70 years ago....lest we forget

I get emotional at times

     Sometimes I tear up.  Not ashamed to admit it.
     Jackie and I went to Omaha Beach on one of our early trips to Europe.  We had a chance to walk through the cemetery, read the names on the graves, and think.
     We also went to Pointe du Hoc, where 225 Rangers scaled a bluff to knock out German guns that were no longer there.  So the Rangers had to move inland, find the guns, and destroy them.  They did. I stood in a German bunker.  I stood in the "dent" of a shell hole.

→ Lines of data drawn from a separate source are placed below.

//! Global configuration for the simulation kernel.

use serde::{Deserialize, Serialize};

/// Default hard cap on entity speed, in units per second.
pub const DEFAULT_MAX_SPEED: f32 = 300.0;

/// Default gravitational constant used by the pairwise gravity pass.
pub const DEFAULT_GRAVITY_CONSTANT: f32 = 6.674e-2;

/// Default subdivision depth of both spatial indices.
pub const DEFAULT_TREE_DEPTH: u32 = 5;

/// Tunable knobs passed to [`PhysicsWorld`](crate::world::PhysicsWorld) at
/// construction.
#[derive(Debug, Clone, Copy, Serialize, Deserialize)]
#[serde(default)]
pub struct PhysicsConfig {
    pub gravity_constant: f32,
    pub max_speed: f32,
    pub tree_depth: u32,
    /// When true the interpenetration pass walks the collision index; when
    /// false it runs the all-pairs reference path. Both produce equivalent
    /// event sets up to floating-point ordering.
    pub use_spatial_index: bool,
}

impl Default for PhysicsConfig {
    fn default() -> Self {
        Self {
            gravity_constant: DEFAULT_GRAVITY_CONSTANT,
            max_speed: DEFAULT_MAX_SPEED,
            tree_depth: DEFAULT_TREE_DEPTH,
            use_spatial_index: true,
        }
    }
}
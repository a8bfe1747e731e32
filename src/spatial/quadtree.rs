//! Arena-backed quadtree over circular objects.
//!
//! The tree is built once to a fixed depth and never restructured; objects
//! move between nodes through insert/remove/reinsert. All nodes live in one
//! contiguous arena and reference each other by index, and each entity keeps
//! its owning node's index for O(1) removal.

use glam::Vec2;
use log::warn;

use crate::{
    core::entity::Entity,
    utils::{
        allocator::{Arena, EntityId},
        math,
    },
};

/// Index of a node in the tree's node arena.
#[derive(Debug, Clone, Copy, PartialEq, Eq, Hash)]
pub struct NodeIndex(pub(crate) u32);

/// Which back-reference field on [`Entity`] a tree writes its ownership into.
#[derive(Debug, Clone, Copy, PartialEq, Eq)]
pub enum OwnerSlot {
    Visibility,
    Collision,
}

pub(crate) struct Node {
    pub(crate) center: Vec2,
    pub(crate) half_extent: f32,
    /// Bounding-circle radius of the node's square, `half_extent · √2`.
    pub(crate) radius: f32,
    pub(crate) parent: Option<NodeIndex>,
    /// All four children present or none; the tree is leaf-or-fully-split.
    pub(crate) children: Option<[NodeIndex; 4]>,
    pub(crate) objects: Vec<EntityId>,
    /// Objects owned by this node and all descendants.
    pub(crate) subtree_count: usize,
    /// Static objects in the same subtree.
    pub(crate) static_count: usize,
}

pub struct QuadTree {
    nodes: Vec<Node>,
    slot: OwnerSlot,
}

impl QuadTree {
    /// Builds the full tree up front. `depth` counts levels, so `depth == 1`
    /// is a lone root. Malformed parameters are programming errors.
    pub fn new(center: Vec2, half_extent: f32, depth: u32, slot: OwnerSlot) -> Self {
        assert!(depth >= 1, "quadtree depth must be at least 1");
        assert!(half_extent > 0.0, "quadtree half extent must be positive");

        let mut tree = Self {
            nodes: Vec::new(),
            slot,
        };
        let root = tree.push_node(center, half_extent, None);
        tree.split_to_depth(root, depth - 1);
        tree
    }

    pub fn root(&self) -> NodeIndex {
        NodeIndex(0)
    }

    pub fn node_count(&self) -> usize {
        self.nodes.len()
    }

    pub fn node_center(&self, node: NodeIndex) -> Vec2 {
        self.nodes[node.0 as usize].center
    }

    pub fn node_radius(&self, node: NodeIndex) -> f32 {
        self.nodes[node.0 as usize].radius
    }

    pub fn subtree_count(&self, node: NodeIndex) -> usize {
        self.nodes[node.0 as usize].subtree_count
    }

    pub fn static_count(&self, node: NodeIndex) -> usize {
        self.nodes[node.0 as usize].static_count
    }

    /// Total objects owned by the whole tree.
    pub fn total_objects(&self) -> usize {
        self.nodes[0].subtree_count
    }

    /// Per-node counts, for invariant checks.
    pub fn counts(&self) -> impl Iterator<Item = (usize, usize)> + '_ {
        self.nodes
            .iter()
            .map(|n| (n.subtree_count, n.static_count))
    }

    pub(crate) fn node(&self, node: NodeIndex) -> &Node {
        &self.nodes[node.0 as usize]
    }

    /// Places the object at the deepest node whose granularity fits its
    /// radius and whose area contains its position. Always succeeds; an
    /// object too large for the reached leaf has its radius clamped to the
    /// node's (lossy, the node is the coarsest granularity available).
    pub fn insert(&mut self, arena: &mut Arena<Entity>, id: EntityId) -> NodeIndex {
        self.insert_from(arena, id, self.root())
    }

    /// O(1) removal via the entity's stored owning-node back-reference.
    pub fn remove(&mut self, arena: &mut Arena<Entity>, id: EntityId) {
        let Some(entity) = arena.get_mut(id) else {
            return;
        };
        let Some(node) = entity.owner(self.slot) else {
            return;
        };
        entity.set_owner(self.slot, None);
        let is_static = entity.is_static;

        let objects = &mut self.nodes[node.0 as usize].objects;
        if let Some(pos) = objects.iter().position(|&o| o == id) {
            objects.swap_remove(pos);
        }
        self.adjust_counts(node, -1, if is_static { -1 } else { 0 });
    }

    /// Re-homes a moved or resized object. The descent restarts from the
    /// nearest ancestor of the old owner that still contains the new position
    /// and whose granularity still fits the radius, not from the root.
    pub fn reinsert(&mut self, arena: &mut Arena<Entity>, id: EntityId) -> NodeIndex {
        let (position, radius, current) = match arena.get(id) {
            Some(e) => (e.position, e.radius, e.owner(self.slot)),
            None => return self.root(),
        };
        let Some(old) = current else {
            return self.insert(arena, id);
        };

        self.remove(arena, id);

        let mut start = old;
        loop {
            let n = &self.nodes[start.0 as usize];
            let contains = (position.x - n.center.x).abs() <= n.half_extent
                && (position.y - n.center.y).abs() <= n.half_extent;
            if contains && radius * 2.0 <= n.radius {
                break;
            }
            match n.parent {
                Some(parent) => start = parent,
                None => break,
            }
        }
        self.insert_from(arena, id, start)
    }

    /// Does any indexed object's bounding circle overlap the query circle?
    pub fn area_overlaps_any_object(
        &self,
        arena: &Arena<Entity>,
        center: Vec2,
        radius: f32,
    ) -> bool {
        self.area_overlap_search(arena, self.root(), center, radius)
    }

    /// Wrapped twin: also runs the query translated by the layer side length,
    /// so a circle near a wrapped edge sees the opposite edge's objects.
    pub fn area_overlaps_any_object_wrapped(
        &self,
        arena: &Arena<Entity>,
        center: Vec2,
        radius: f32,
        side: f32,
    ) -> bool {
        if self.area_overlap_search(arena, self.root(), center, radius) {
            return true;
        }
        math::wrap_offsets(side)
            .into_iter()
            .any(|offset| self.area_overlap_search(arena, self.root(), center + offset, radius))
    }

    /// Drops all node contents without destructuring the tree.
    pub fn clear(&mut self, arena: &mut Arena<Entity>) {
        let slot = self.slot;
        for node in &mut self.nodes {
            for id in node.objects.drain(..) {
                if let Some(entity) = arena.get_mut(id) {
                    entity.set_owner(slot, None);
                }
            }
            node.subtree_count = 0;
            node.static_count = 0;
        }
    }

    fn insert_from(
        &mut self,
        arena: &mut Arena<Entity>,
        id: EntityId,
        start: NodeIndex,
    ) -> NodeIndex {
        let (position, radius, is_static) = match arena.get(id) {
            Some(e) => (e.position, e.radius, e.is_static),
            None => {
                debug_assert!(false, "insert of a stale entity id");
                return self.root();
            }
        };

        let mut node = start;
        loop {
            let n = &self.nodes[node.0 as usize];
            let Some(children) = n.children else {
                break;
            };
            // descend only while the finer granularity still fits the object
            let child_radius = n.radius * 0.5;
            if radius * 2.0 > child_radius {
                break;
            }
            let quadrant = usize::from(position.x >= n.center.x)
                + 2 * usize::from(position.y >= n.center.y);
            node = children[quadrant];
        }

        let node_radius = self.nodes[node.0 as usize].radius;
        if radius > node_radius {
            warn!(
                "object radius {radius} exceeds node radius {node_radius}; clamping on insert"
            );
            if let Some(entity) = arena.get_mut(id) {
                entity.radius = node_radius;
            }
        }

        self.nodes[node.0 as usize].objects.push(id);
        if let Some(entity) = arena.get_mut(id) {
            entity.set_owner(self.slot, Some(node));
        }
        self.adjust_counts(node, 1, if is_static { 1 } else { 0 });
        node
    }

    fn area_overlap_search(
        &self,
        arena: &Arena<Entity>,
        node: NodeIndex,
        center: Vec2,
        radius: f32,
    ) -> bool {
        let n = &self.nodes[node.0 as usize];
        if n.subtree_count == 0 {
            return false;
        }
        // Children's objects can extend beyond the node's own radius, hence
        // the factor 2 in the rejection inequality.
        if center.distance(n.center) >= radius + 2.0 * n.radius {
            return false;
        }

        for &id in &n.objects {
            if let Some(entity) = arena.get(id) {
                if center.distance(entity.position) < radius + entity.radius {
                    return true;
                }
            }
        }

        match n.children {
            Some(children) => children
                .into_iter()
                .any(|child| self.area_overlap_search(arena, child, center, radius)),
            None => false,
        }
    }

    fn adjust_counts(&mut self, node: NodeIndex, delta: i64, static_delta: i64) {
        let mut cursor = Some(node);
        while let Some(index) = cursor {
            let n = &mut self.nodes[index.0 as usize];
            n.subtree_count = (n.subtree_count as i64 + delta) as usize;
            n.static_count = (n.static_count as i64 + static_delta) as usize;
            cursor = n.parent;
        }
    }

    fn push_node(&mut self, center: Vec2, half_extent: f32, parent: Option<NodeIndex>) -> NodeIndex {
        let index = NodeIndex(self.nodes.len() as u32);
        self.nodes.push(Node {
            center,
            half_extent,
            radius: half_extent * std::f32::consts::SQRT_2,
            parent,
            children: None,
            objects: Vec::new(),
            subtree_count: 0,
            static_count: 0,
        });
        index
    }

    fn split_to_depth(&mut self, node: NodeIndex, levels: u32) {
        if levels == 0 {
            return;
        }
        let (center, quarter) = {
            let n = &self.nodes[node.0 as usize];
            (n.center, n.half_extent * 0.5)
        };
        let offsets = [
            Vec2::new(-quarter, -quarter),
            Vec2::new(quarter, -quarter),
            Vec2::new(-quarter, quarter),
            Vec2::new(quarter, quarter),
        ];
        let children = offsets.map(|offset| self.push_node(center + offset, quarter, Some(node)));
        self.nodes[node.0 as usize].children = Some(children);
        for child in children {
            self.split_to_depth(child, levels - 1);
        }
    }
}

I looked over the edge of Pointe du Hoc.
    On a subsequent trip I had the chance to go down the bluff at Omaha Beach and to walk the beach.
    I tried to imagine what the boys and men felt that day.  Jumping of a landing boat in water that may be waist deep, or neck deep; carrying a 70 pound sack, facing German machine gun fire from the left, the right, the front.  The water is a long way from the bluffs.  The sheer terror that must have greeted them is hard to comprehend.
     We were able to visit with several British survivors of that day.  They were in the American Cemetery, just wandering and visiting with people.  A small crowd had gathered around them when I joined the group.
     This was in 2006 or so.  These guys were frail old men, one of them bent over, all of them with canes.  And stories to tell.
     One vet told of approaching a beach in a landing ship.  It wasn't Omaha, it may have been Gold or Juneau.  He said as they craft was approaching the landing  a shell hit the boat next to his.  The boat was destroyed and all of the men killed.  His friends.  His fellow countrymen.
      Another vet was asked his age.  I can remember the conversation.
      "I turned 21 five days before June 6,"  he told a fellow American in the cemetery.
       "21!  Weren't you scared?" she asked.
      He paused for a slight second, not long.   "By the time we hit the beach, I had been in Africa.  I fought my way across Italy.  Scared?  No, not by then."
     It was hard to imagine these gentle old souls in the fight for freedom's life.  But there they were, in their blue blazers and red berets.  Each one of them had a chest that was filled with medals.  They sobbed when they told of friends killed.  Or brothers.  Or cousins, uncles, townsmen.
     I don't believe in war.  I don't think violence is an answer.  But there are good wars.  And WW II was a good war, if war can ever be good.
     I've thought about the boys storming the beach, climbing the cliffs, dropping out of the sky in the dark of night.
      I have been to the American cemetery twice.  I have seen the seemingly endless rows of crosses and Stars of David.
     I have paused amongst the graves and said thanks to those who lie below those crosses and stars.
     And I do get teary.  These men, now grandparents or great grandparents, now finding themselves on the tail end of life.  These men, once boys serving their countries, truly were The Greatest Generation.